* **Supplied information**:

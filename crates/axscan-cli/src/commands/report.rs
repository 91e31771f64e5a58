//! Report command - merges saved JSON reports into one ranked report

use std::path::PathBuf;
use std::process::ExitCode;

use anyhow::Result;
use axscan_core::{AnalysisResult, AnalysisSession, Severity};
use clap::Args;
use tracing::info;

use super::{exit_code, parse_severity};
use crate::output::json::read_result;
use crate::output::{OutputFormat, write_result};

#[derive(Args, Debug)]
pub struct ReportArgs {
    /// Reports written by `scan` or `audit` with `--format json`
    #[arg(value_name = "RESULT", required = true)]
    pub inputs: Vec<PathBuf>,

    /// Output format for the merged report
    #[arg(short, long, value_enum, default_value = "pretty")]
    pub format: OutputFormat,

    /// Write the merged report to a file instead of stdout
    #[arg(short, long, value_name = "FILE")]
    pub output: Option<PathBuf>,

    /// Exit with code 1 when an issue at or above this severity is present
    #[arg(long, value_name = "SEVERITY", value_parser = parse_severity)]
    pub fail_on: Option<Severity>,
}

impl ReportArgs {
    pub fn run(&self) -> Result<ExitCode> {
        let report = self.merge()?;
        write_result(&report, self.format, self.output.as_deref())?;
        Ok(exit_code(&report, self.fail_on))
    }

    fn merge(&self) -> Result<AnalysisResult> {
        let session = AnalysisSession::new();
        for input in &self.inputs {
            let result = read_result(input)?;
            info!(path = %input.display(), issues = result.issues().len(), "loaded report");
            session.record(result);
        }
        Ok(session.report()?)
    }
}
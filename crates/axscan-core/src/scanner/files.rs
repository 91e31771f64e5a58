//! Project file discovery.

use std::collections::BTreeSet;
use std::fs;
use std::path::{Path, PathBuf};

use globset::{GlobBuilder, GlobSet, GlobSetBuilder};
use tracing::{debug, warn};
use walkdir::{DirEntry, WalkDir};

use super::{FileKind, ScanError};

pub const DEFAULT_INCLUDE: &[&str] = &[
    "**/*.html",
    "**/*.htm",
    "**/*.css",
    "**/*.scss",
    "**/*.sass",
    "**/*.less",
    "**/*.ts",
    "**/*.js",
];

pub const DEFAULT_EXCLUDE: &[&str] = &[
    "**/node_modules/**",
    "**/dist/**",
    "**/build/**",
    "**/coverage/**",
    "**/.git/**",
    "**/*.d.ts",
    "**/*.spec.ts",
];

/// Directories never descended into, whatever the globs say.
const SKIP_DIRS: &[&str] = &["node_modules", ".git"];

/// Compiled include/exclude filter. Patterns match paths relative to the
/// scan root, with `/` separators on every platform. `*` stays within one
/// path segment; `**` spans directories.
#[derive(Debug, Clone)]
pub struct FileFilter {
    include: GlobSet,
    exclude: GlobSet,
}

impl FileFilter {
    /// An empty include list means every supported file. User excludes are
    /// added to the defaults, never replace them.
    pub fn new<S: AsRef<str>>(include: &[S], exclude: &[S]) -> Result<Self, ScanError> {
        let include = if include.is_empty() {
            build_set(DEFAULT_INCLUDE.iter().copied())?
        } else {
            build_set(include.iter().map(AsRef::as_ref))?
        };
        let exclude = build_set(
            DEFAULT_EXCLUDE
                .iter()
                .copied()
                .chain(exclude.iter().map(AsRef::as_ref)),
        )?;

        Ok(Self { include, exclude })
    }

    pub fn matches(&self, relative: &str) -> bool {
        self.include.is_match(relative) && !self.exclude.is_match(relative)
    }
}

impl Default for FileFilter {
    fn default() -> Self {
        let empty: &[&str] = &[];
        // Built-in patterns are known to compile.
        Self::new(empty, empty).unwrap_or_else(|_| Self {
            include: GlobSet::empty(),
            exclude: GlobSet::empty(),
        })
    }
}

fn build_set<'a>(patterns: impl Iterator<Item = &'a str>) -> Result<GlobSet, ScanError> {
    let mut builder = GlobSetBuilder::new();
    for pattern in patterns {
        let glob = GlobBuilder::new(pattern)
            .literal_separator(true)
            .build()
            .map_err(|source| ScanError::InvalidGlob {
                pattern: pattern.to_string(),
                source,
            })?;
        builder.add(glob);
    }
    builder.build().map_err(|source| ScanError::InvalidGlob {
        pattern: "<set>".to_string(),
        source,
    })
}

/// Path of `path` relative to `root`, `/`-separated.
pub fn relative_path(root: &Path, path: &Path) -> String {
    let relative = path.strip_prefix(root).unwrap_or(path);
    relative
        .components()
        .map(|c| c.as_os_str().to_string_lossy())
        .collect::<Vec<_>>()
        .join("/")
}

/// Every supported file under `root` that passes `filter`, deduplicated and
/// sorted. A root that is itself a file is returned alone when its kind is
/// supported.
pub fn discover_files(root: &Path, filter: &FileFilter) -> Result<Vec<PathBuf>, ScanError> {
    if !root.exists() {
        return Err(ScanError::InvalidRoot {
            path: root.to_path_buf(),
        });
    }

    if root.is_file() {
        return Ok(FileKind::from_path(root)
            .map(|_| vec![root.to_path_buf()])
            .unwrap_or_default());
    }

    fs::read_dir(root).map_err(|source| ScanError::RootUnreadable {
        path: root.to_path_buf(),
        source,
    })?;

    let mut files = BTreeSet::new();
    for entry in WalkDir::new(root).into_iter().filter_entry(|e| !is_skipped(e)) {
        let entry = match entry {
            Ok(entry) => entry,
            Err(e) => {
                warn!(error = %e, "skipping unreadable path");
                continue;
            }
        };
        if !entry.file_type().is_file() || FileKind::from_path(entry.path()).is_none() {
            continue;
        }

        let relative = relative_path(root, entry.path());
        if filter.matches(&relative) {
            files.insert(entry.into_path());
        } else {
            debug!(path = %relative, "filtered out");
        }
    }

    Ok(files.into_iter().collect())
}

fn is_skipped(entry: &DirEntry) -> bool {
    if entry.depth() == 0 || !entry.file_type().is_dir() {
        return false;
    }
    entry
        .file_name()
        .to_str()
        .is_some_and(|name| SKIP_DIRS.contains(&name))
}
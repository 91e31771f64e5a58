//! Rules command - lists the built-in rule catalog

use std::env;
use std::process::ExitCode;

use anyhow::Result;
use axscan_core::rules::{Rule, RuleCategory};
use axscan_core::{RuleRegistry, Severity, WcagLevel};
use clap::Args;
use colored::Colorize;

use super::{load_config, parse_severity};

#[derive(Args, Debug)]
pub struct RulesArgs {
    /// Only list rules in this category (html, aria, angular, keyboard, color)
    #[arg(long, value_name = "CATEGORY", value_parser = parse_category)]
    pub category: Option<RuleCategory>,

    /// Only list rules for this conformance level (A, AA, AAA)
    #[arg(long, value_name = "LEVEL", value_parser = parse_level)]
    pub level: Option<WcagLevel>,

    /// Only list rules with this severity
    #[arg(long, value_name = "SEVERITY", value_parser = parse_severity)]
    pub severity: Option<Severity>,
}

fn parse_category(value: &str) -> Result<RuleCategory, String> {
    RuleCategory::parse(value).ok_or_else(|| {
        let known: Vec<_> = RuleCategory::ALL.iter().map(|c| c.as_str()).collect();
        format!("unknown category '{}' (expected one of: {})", value, known.join(", "))
    })
}

fn parse_level(value: &str) -> Result<WcagLevel, String> {
    WcagLevel::parse(value).ok_or_else(|| format!("unknown level '{}' (expected A, AA or AAA)", value))
}

impl RulesArgs {
    pub fn run(&self) -> Result<ExitCode> {
        let config = load_config(&env::current_dir()?);
        let registry = RuleRegistry::with_config(&config.rules);
        let rules = self.select(&registry);

        if rules.is_empty() {
            println!("No rules match the given filters.");
            return Ok(ExitCode::SUCCESS);
        }

        println!();
        println!(
            "  {:<30} {:<9} {:<9} {:<10} {}",
            "RULE".bold(),
            "CATEGORY".bold(),
            "SEVERITY".bold(),
            "WCAG".bold(),
            "STATUS".bold()
        );
        for rule in &rules {
            let metadata = &rule.metadata;
            let status = if registry.is_enabled(metadata.id) {
                "enabled".green()
            } else {
                "disabled".red()
            };
            println!(
                "  {:<30} {:<9} {:<9} {:<10} {}",
                metadata.id.cyan(),
                metadata.category.as_str(),
                metadata.severity.as_str(),
                format!("{} {}", metadata.wcag_criterion, metadata.wcag_level),
                status
            );
        }
        println!();
        println!("  {} rules. Run `axscan explain <RULE>` for details.", rules.len());
        println!();

        Ok(ExitCode::SUCCESS)
    }

    fn select<'a>(&self, registry: &'a RuleRegistry) -> Vec<&'a Rule> {
        let candidates: Vec<&Rule> = match self.category {
            Some(category) => registry.by_category(category).collect(),
            None => registry.rules().collect(),
        };
        candidates
            .into_iter()
            .filter(|rule| self.level.is_none_or(|level| rule.metadata.wcag_level == level))
            .filter(|rule| self.severity.is_none_or(|severity| rule.metadata.severity == severity))
            .collect()
    }
}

* **Description of the task**: Restate the listing exactly, starting at its first line and ending at the line where "use crate::output::json::read_result;" occurs; include both and no other lines.

* **Written answer**:
filename crates/axscan-cli/src/commands/report.rs
repository 91e31771f64e5a58
//! Report command - merges saved JSON reports into one ranked report

use std::path::PathBuf;
use std::process::ExitCode;

use anyhow::Result;
use axscan_core::{AnalysisResult, AnalysisSession, Severity};
use clap::Args;
use tracing::info;

use super::{exit_code, parse_severity};
use crate::output::json::read_result;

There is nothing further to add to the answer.